═══ Information shown

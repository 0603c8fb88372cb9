use crate::calculus::derivative_steps::{narrate_chain, narrate_partial};
use crate::calculus::models::{DerivativeResult, Expression, PartialDerivativeResult};
use crate::errors::{ComputationError, ParseError};
use crate::symbolic::symbolic_engine::{Expr, is_valid_identifier};
use log::{debug, info};
use std::collections::HashMap;

/// Builds an [`Expression`] from user text and the variables the user declared.
pub fn parse(raw_text: &str, declared_variables: &[&str]) -> Result<Expression, ParseError> {
    let expression = Expression::new(raw_text, declared_variables)?;
    debug!("parsed '{}' with variables {:?}", raw_text, expression.variables());
    Ok(expression)
}

/// rejects trees that divide by a structural zero
fn check_tree(tree: &Expr) -> Result<(), ComputationError> {
    if let Some(division) = tree.find_division_by_zero() {
        return Err(ComputationError::DivisionByZero(division.to_string()));
    }
    if tree.non_finite_constant().is_some() {
        return Err(ComputationError::NonFinite(tree.to_string()));
    }
    Ok(())
}

fn check_result(derivative: &Expr) -> Result<(), ComputationError> {
    match derivative.non_finite_constant() {
        Some(_) => Err(ComputationError::NonFinite(derivative.to_string())),
        None => Ok(()),
    }
}

/// `order`-th derivative of `expression` with respect to `variable`, with steps.
///
/// The variable does not have to occur in the expression, the derivative is 0 then.
/// # Examples
/// ```
/// use derivata::calculus::derivative_service::{differentiate, parse};
/// let expression = parse("x**3 + 2*x", &["x"]).unwrap();
/// let second = differentiate(&expression, "x", 2).unwrap();
/// assert_eq!(second.result.to_string(), "6*x");
/// ```
pub fn differentiate(
    expression: &Expression,
    variable: &str,
    order: usize,
) -> Result<DerivativeResult, ComputationError> {
    if order == 0 {
        return Err(ComputationError::InvalidOrder(order));
    }
    if !is_valid_identifier(variable) {
        return Err(ComputationError::InvalidVariable(variable.to_string()));
    }
    let tree = expression.tree()?;
    check_tree(&tree)?;
    let chain = tree.derivative_chain(variable, order);
    for (_, simplified) in &chain {
        check_result(simplified)?;
    }
    let (unsimplified, result) = match chain.last() {
        Some((raw, simplified)) => (raw.clone(), simplified.clone()),
        None => return Err(ComputationError::InvalidOrder(order)),
    };
    let steps = narrate_chain(&tree, variable, &chain);
    info!(
        "d^{}/d{}^{} of {} = {}",
        order, variable, order, expression, result
    );
    Ok(DerivativeResult {
        expression: expression.clone(),
        variable: variable.to_string(),
        order,
        result,
        unsimplified,
        steps,
    })
}

/// First partial derivatives with respect to every variable of `expression`.
pub fn partial_differentiate(expression: &Expression) -> Result<PartialDerivativeResult, ComputationError> {
    let tree = expression.tree()?;
    check_tree(&tree)?;
    let mut derivatives = HashMap::new();
    let mut steps = HashMap::new();
    for var in expression.variables() {
        let derivative = tree.diff(var).simplify();
        check_result(&derivative)?;
        info!("∂/∂{} of {} = {}", var, expression, derivative);
        derivatives.insert(var.clone(), derivative);
        steps.insert(var.clone(), narrate_partial(&tree, var));
    }
    Ok(PartialDerivativeResult {
        expression: expression.clone(),
        variables: expression.variables().to_vec(),
        derivatives,
        steps,
    })
}

#[cfg(test)]
mod tests {
    use super::*;
    use approx::assert_relative_eq;

    #[test]
    fn test_parse() {
        assert!(parse("x**2 + 3*x + 1", &["x"]).is_ok());
        let err = parse("x +* y", &["x", "y"]).unwrap_err();
        assert_eq!(err.text, "x +* y");
        assert!(parse("x^2", &["x"]).is_err());
        assert!(parse("2x", &["x"]).is_err());
        assert!(parse("sinh(x)", &["x"]).is_err());
    }

    #[test]
    fn test_trigonometric_derivatives() {
        let expression = parse("sin(x)", &["x"]).unwrap();
        let result = differentiate(&expression, "x", 1).unwrap();
        assert_eq!(result.result, Expr::parse_expression("cos(x)").unwrap());
        let expression = parse("cos(x)", &["x"]).unwrap();
        let result = differentiate(&expression, "x", 1).unwrap();
        assert_eq!(result.result.to_string(), "-sin(x)");
        assert_eq!(result.steps.last().unwrap(), "Final result: -sin(x)");
    }

    #[test]
    fn test_latex_rendering() {
        let expression = parse("x**3", &["x"]).unwrap();
        let second = differentiate(&expression, "x", 2).unwrap();
        assert_eq!(second.latex(), "6 x");
        assert_eq!(second.equation_latex(), r"\frac{d^{2}}{dx^{2}}\left(x^{3}\right) = 6 x");
        let expression = parse("cos(x)", &["x"]).unwrap();
        let first = differentiate(&expression, "x", 1).unwrap();
        assert_eq!(first.latex(), r"-\sin{\left(x\right)}");
        assert_eq!(
            first.equation_latex(),
            r"\frac{d}{dx}\left(\cos{\left(x\right)}\right) = -\sin{\left(x\right)}"
        );
    }

    #[test]
    fn test_invalid_requests() {
        let expression = parse("x**2", &["x"]).unwrap();
        assert_eq!(
            differentiate(&expression, "x", 0).unwrap_err(),
            ComputationError::InvalidOrder(0)
        );
        assert!(matches!(
            differentiate(&expression, "1x", 1),
            Err(ComputationError::InvalidVariable(_))
        ));
        assert!(matches!(
            differentiate(&expression, "log", 1),
            Err(ComputationError::InvalidVariable(_))
        ));
        let expression = parse("1/(x - x) + x", &["x"]).unwrap();
        assert!(matches!(
            differentiate(&expression, "x", 1),
            Err(ComputationError::DivisionByZero(_))
        ));
    }

    #[test]
    fn test_absent_variable() {
        let expression = parse("x**2 + 1", &["x"]).unwrap();
        let result = differentiate(&expression, "t", 2).unwrap();
        assert_eq!(result.result, Expr::Const(0.0));
        assert_eq!(result.order, 2);
        assert_eq!(result.variable, "t");
    }

    #[test]
    fn test_polynomial_vanishes_after_degree() {
        let expression = parse("4*x**3 - x**2 + 7", &["x"]).unwrap();
        assert_eq!(differentiate(&expression, "x", 4).unwrap().result, Expr::Const(0.0));
        assert_eq!(differentiate(&expression, "x", 3).unwrap().result, Expr::Const(24.0));
    }

    #[test]
    fn test_orders_compose() {
        let expression = parse("x**2*exp(x) + sin(3*x)", &["x"]).unwrap();
        let direct = differentiate(&expression, "x", 3).unwrap().result;
        let first = differentiate(&expression, "x", 1).unwrap().result;
        let first = parse(&first.to_string(), &["x"]).unwrap();
        let composed = differentiate(&first, "x", 2).unwrap().result;
        for point in [-0.7, 0.0, 1.3] {
            assert_relative_eq!(
                direct.eval_expression(&["x"], &[point]).unwrap(),
                composed.eval_expression(&["x"], &[point]).unwrap(),
                epsilon = 1e-9,
                max_relative = 1e-9
            );
        }
    }

    #[test]
    fn test_partial_derivatives() {
        let expression = parse("x**2 + x*y + y**2", &["x", "y"]).unwrap();
        let result = partial_differentiate(&expression).unwrap();
        assert_eq!(result.variables, vec!["x", "y"]);
        assert_eq!(result.derivatives.len(), 2);
        let grad = result.gradient();
        assert_eq!(grad[0], Expr::parse_expression("2*x + y").unwrap().simplify());
        assert_eq!(grad[1], Expr::parse_expression("x + 2*y").unwrap().simplify());
        assert!(result.steps["y"].contains(&"Step 2: variables held constant: x".to_string()));
        let hessian = result.hessian();
        assert_eq!(hessian[0][0], Expr::Const(2.0));
        assert_eq!(hessian[0][1], Expr::Const(1.0));
        assert_eq!(hessian[1][1], Expr::Const(2.0));
    }

    #[test]
    fn test_result_reparses() {
        let expression = parse("x**3*log(x) - sqrt(x)/x", &["x"]).unwrap();
        let result = differentiate(&expression, "x", 1).unwrap();
        let reparsed = Expr::parse_expression(&result.result.to_string()).unwrap();
        assert_relative_eq!(
            reparsed.eval_expression(&["x"], &[1.7]).unwrap(),
            result.result.eval_expression(&["x"], &[1.7]).unwrap(),
            epsilon = 1e-12
        );
    }
}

══════

■ Activity
Using the data above, show each line where "second" occurs.

■ Task result
/// let second = differentiate(&expression, "x", 2).unwrap();
/// assert_eq!(second.result.to_string(), "6*x");
        let second = differentiate(&expression, "x", 2).unwrap();
        assert_eq!(second.latex(), "6 x");
        assert_eq!(second.equation_latex(), r"\frac{d^{2}}{dx^{2}}\left(x^{3}\right) = 6 x");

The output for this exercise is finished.